> [Assignment]: The answer must be the lines from the one containing "self.right.advance(n);" through the last line of the data below, copied exactly, with nothing else.

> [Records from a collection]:
################
//! Table manifest consumption.
//!
//! The manifest is a key/value text file owned by the storage layer; the
//! engine only parses it to resolve which block files back which column and
//! how the table's rows are segmented. Segments align with block boundaries
//! in every column file.

use std::collections::HashMap;
use std::path::{Path, PathBuf};

use quarry_core::error::{Error, Result};
use quarry_core::value::LogicalType;

pub const FORMAT_VERSION: u32 = 1;

#[derive(Debug, Clone)]
pub struct TableManifest {
    pub format_version: u32,
    pub num_rows: u64,
    pub column_names: Vec<String>,
    /// Declared logical type per column.
    pub column_types: Vec<LogicalType>,
    /// Per-column block file paths, resolved against the manifest location.
    pub column_files: Vec<PathBuf>,
    /// Row count per segment, in segment order.
    pub segment_rows: Vec<u64>,
}

fn parse_type(s: &str) -> Result<LogicalType> {
    s.parse::<LogicalType>()
        .map_err(|_| Error::Manifest(format!("unknown column type {s:?}")))
}

impl TableManifest {
    pub fn num_columns(&self) -> usize {
        self.column_names.len()
    }

    pub fn num_segments(&self) -> usize {
        self.segment_rows.len()
    }

    /// Absolute `[begin, end)` row range of segment `idx`.
    pub fn segment_range(&self, idx: usize) -> Option<(u64, u64)> {
        if idx >= self.segment_rows.len() {
            return None;
        }
        let begin: u64 = self.segment_rows[..idx].iter().sum();
        Some((begin, begin + self.segment_rows[idx]))
    }

    pub fn column_index(&self, name: &str) -> Option<usize> {
        self.column_names.iter().position(|n| n == name)
    }

    pub fn load(path: impl AsRef<Path>) -> Result<Self> {
        let path = path.as_ref();
        let text = std::fs::read_to_string(path)?;
        let base = path.parent().unwrap_or_else(|| Path::new("."));

        let mut pairs: HashMap<&str, &str> = HashMap::new();
        for line in text.lines() {
            let line = line.trim();
            if line.is_empty() || line.starts_with('#') {
                continue;
            }
            let (key, value) = line.split_once('=').ok_or_else(|| {
                Error::Manifest(format!("malformed manifest line: {line:?}"))
            })?;
            pairs.insert(key.trim(), value.trim());
        }

        let get = |key: &str| -> Result<&str> {
            pairs
                .get(key)
                .copied()
                .ok_or_else(|| Error::Manifest(format!("missing manifest key '{key}'")))
        };

        let format_version: u32 = get("format_version")?
            .parse()
            .map_err(|_| Error::Manifest("format_version is not an integer".to_string()))?;
        if format_version != FORMAT_VERSION {
            return Err(Error::Manifest(format!(
                "unsupported manifest format version {format_version}"
            )));
        }

        let num_columns: usize = get("num_columns")?
            .parse()
            .map_err(|_| Error::Manifest("num_columns is not an integer".to_string()))?;
        let num_rows: u64 = get("num_rows")?
            .parse()
            .map_err(|_| Error::Manifest("num_rows is not an integer".to_string()))?;

        let column_names: Vec<String> = split_list(get("column_names")?)
            .map(str::to_string)
            .collect();
        let column_types: Vec<LogicalType> = split_list(get("column_types")?)
            .map(parse_type)
            .collect::<Result<_>>()?;
        let column_files: Vec<PathBuf> = split_list(get("column_files")?)
            .map(|f| {
                let p = PathBuf::from(f);
                if p.is_absolute() {
                    p
                } else {
                    base.join(p)
                }
            })
            .collect();
        let segment_rows: Vec<u64> = split_list(get("segment_rows")?)
            .map(|s| {
                s.parse::<u64>()
                    .map_err(|_| Error::Manifest(format!("bad segment row count {s:?}")))
            })
            .collect::<Result<_>>()?;

        let manifest = Self {
            format_version,
            num_rows,
            column_names,
            column_types,
            column_files,
            segment_rows,
        };

        if manifest.column_types.len() != num_columns {
            return Err(Error::Manifest(format!(
                "num_columns is {num_columns} but {} column types listed",
                manifest.column_types.len()
            )));
        }
        if manifest.column_names.len() != num_columns {
            return Err(Error::Manifest(format!(
                "num_columns is {num_columns} but {} column names listed",
                manifest.column_names.len()
            )));
        }
        if manifest.column_files.len() != num_columns {
            return Err(Error::Manifest(format!(
                "num_columns is {num_columns} but {} column files listed",
                manifest.column_files.len()
            )));
        }
        let segment_total: u64 = manifest.segment_rows.iter().sum();
        if segment_total != num_rows {
            return Err(Error::Manifest(format!(
                "segment rows sum to {segment_total}, expected {num_rows}"
            )));
        }

        Ok(manifest)
    }

    /// Write a manifest next to its column files (file-name components only).
    pub fn save(&self, path: impl AsRef<Path>) -> Result<()> {
        let mut out = String::new();
        out.push_str("# quarry table manifest\n");
        out.push_str(&format!("format_version={}\n", self.format_version));
        out.push_str(&format!("num_columns={}\n", self.num_columns()));
        out.push_str(&format!("num_rows={}\n", self.num_rows));
        out.push_str(&format!("column_names={}\n", self.column_names.join(",")));
        let types: Vec<String> = self
            .column_types
            .iter()
            .map(|t| t.to_string())
            .collect();
        out.push_str(&format!("column_types={}\n", types.join(",")));
        let files: Vec<String> = self
            .column_files
            .iter()
            .map(|p| {
                p.file_name()
                    .map(|n| n.to_string_lossy().into_owned())
                    .unwrap_or_else(|| p.to_string_lossy().into_owned())
            })
            .collect();
        out.push_str(&format!("column_files={}\n", files.join(",")));
        let segs: Vec<String> = self.segment_rows.iter().map(|s| s.to_string()).collect();
        out.push_str(&format!("segment_rows={}\n", segs.join(",")));
        std::fs::write(path, out)?;
        Ok(())
    }
}

fn split_list(s: &str) -> impl Iterator<Item = &str> {
    s.split(',').map(str::trim).filter(|s| !s.is_empty())
}
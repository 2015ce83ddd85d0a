//! Elementwise transforms over one or two single-column streams.
//!
//! The user function is an opaque plan parameter; the operator's only job is
//! pacing, pairing, and checking the declared output type. Null results are
//! always allowed.

use std::sync::Arc;

use quarry_core::error::{Error, Result};
use quarry_core::value::{LogicalType, Value};

use crate::context::{ExecutionContext, Operator, SlotFeed};

pub type UnaryFn = Arc<dyn Fn(&Value) -> Value + Send + Sync>;
pub type BinaryFn = Arc<dyn Fn(&Value, &Value) -> Value + Send + Sync>;

fn check_output(op: &str, value: &Value, declared: LogicalType) -> Result<()> {
    match value.logical_type() {
        None => Ok(()),
        Some(t) if t == declared => Ok(()),
        Some(t) => Err(Error::Shape(format!(
            "{op} produced {t} where {declared} was declared"
        ))),
    }
}

fn single_column(op: &str, batch: &quarry_core::batch::RowBatch) -> Result<()> {
    if batch.num_columns() != 1 {
        return Err(Error::Shape(format!(
            "{op} expects a single-column input, got {} columns",
            batch.num_columns()
        )));
    }
    Ok(())
}

pub struct Transform {
    f: UnaryFn,
    out_type: LogicalType,
}

impl Transform {
    pub fn new(f: UnaryFn, out_type: LogicalType) -> Self {
        Self { f, out_type }
    }
}

impl Operator for Transform {
    fn name(&self) -> &'static str {
        "transform"
    }

    fn execute(&mut self, ctx: &mut ExecutionContext<'_>) -> Result<()> {
        let Some(batch) = ctx.get_next(0)? else {
            return Ok(());
        };
        single_column("transform", &batch)?;

        let mut out = ctx.get_output_buffer();
        if let Some(col) = out.column_mut(0) {
            for v in batch.columns()[0].values() {
                let produced = (self.f)(v);
                check_output("transform", &produced, self.out_type)?;
                col.push(produced);
            }
        }
        ctx.emit(out)
    }

    fn clone_for_segment(&self) -> Box<dyn Operator> {
        Box::new(Transform {
            f: Arc::clone(&self.f),
            out_type: self.out_type,
        })
    }
}

pub struct BinaryTransform {
    f: BinaryFn,
    out_type: LogicalType,
    left: SlotFeed,
    right: SlotFeed,
}

impl BinaryTransform {
    pub fn new(f: BinaryFn, out_type: LogicalType) -> Self {
        Self {
            f,
            out_type,
            left: SlotFeed::new(0),
            right: SlotFeed::new(1),
        }
    }
}

impl Operator for BinaryTransform {
    fn name(&self) -> &'static str {
        "binary_transform"
    }

    fn execute(&mut self, ctx: &mut ExecutionContext<'_>) -> Result<()> {
        let mut out = ctx.get_output_buffer();
        let mut produced = 0usize;
        while produced < ctx.block_size() {
            let have_left = self.left.refill(ctx)?;
            let have_right = self.right.refill(ctx)?;
            match (have_left, have_right) {
                (true, true) => {}
                (false, false) => break,
                _ => {
                    return Err(Error::Shape(
                        "binary_transform inputs ended at different lengths".to_string(),
                    ));
                }
            }
            single_column("binary_transform", self.left.batch())?;
            single_column("binary_transform", self.right.batch())?;

            let n = self
                .left
                .available()
                .min(self.right.available())
                .min(ctx.block_size() - produced);
            {
                let lvals = &self.left.batch().columns()[0].values()
                    [self.left.offset()..self.left.offset() + n];
                let rvals = &self.right.batch().columns()[0].values()
                    [self.right.offset()..self.right.offset() + n];
                let col = out
                    .column_mut(0)
                    .ok_or_else(|| Error::Invariant("missing output column".to_string()))?;
                for (l, r) in lvals.iter().zip(rvals) {
                    let v = (self.f)(l, r);
                    check_output("binary_transform", &v, self.out_type)?;
                    col.push(v);
                }
            }
            self.left.advance(n);
            self.right.advance(n);
            produced += n;
        }

        if produced > 0 {
            ctx.emit(out)?;
        }
        Ok(())
    }

    fn clone_for_segment(&self) -> Box<dyn Operator> {
        Box::new(BinaryTransform::new(Arc::clone(&self.f), self.out_type))
    }
}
################
> [Response to the task]:
            self.right.advance(n);
            produced += n;
        }

        if produced > 0 {
            ctx.emit(out)?;
        }
        Ok(())
    }

    fn clone_for_segment(&self) -> Box<dyn Operator> {
        Box::new(BinaryTransform::new(Arc::clone(&self.f), self.out_type))
    }
}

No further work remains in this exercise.